▶ _Work instructions_
Identify all lines in the listing that include the word "NodeRef", and copy them out.

▶ _Data for this task_
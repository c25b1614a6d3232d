//! Node element - a numbered point in 3D space

use nalgebra::Vector3;
use serde::{Deserialize, Serialize};

/// A tower node as found in the input document
#[derive(Debug, Clone, Copy, PartialEq, Serialize, Deserialize)]
pub struct Node {
    /// Node number, unique within the document
    pub number: u32,
    /// X coordinate
    pub x: f64,
    /// Y coordinate
    pub y: f64,
    /// Z coordinate
    pub z: f64,
}

impl Node {
    /// Create a new node at the given coordinates
    pub fn new(number: u32, x: f64, y: f64, z: f64) -> Self {
        Self { number, x, y, z }
    }

    /// Get the coordinates as a vector
    pub fn position(&self) -> Vector3<f64> {
        Vector3::new(self.x, self.y, self.z)
    }
}

/// Reference to a node from another entity.
///
/// Documents embed the whole node object here; only the number is kept.
#[derive(Debug, Clone, Copy, PartialEq, Eq, Hash, Serialize, Deserialize)]
pub struct NodeRef {
    pub number: u32,
}

impl From<u32> for NodeRef {
    fn from(number: u32) -> Self {
        Self { number }
    }
}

▶ _Answer below_
pub struct NodeRef {
impl From<u32> for NodeRef {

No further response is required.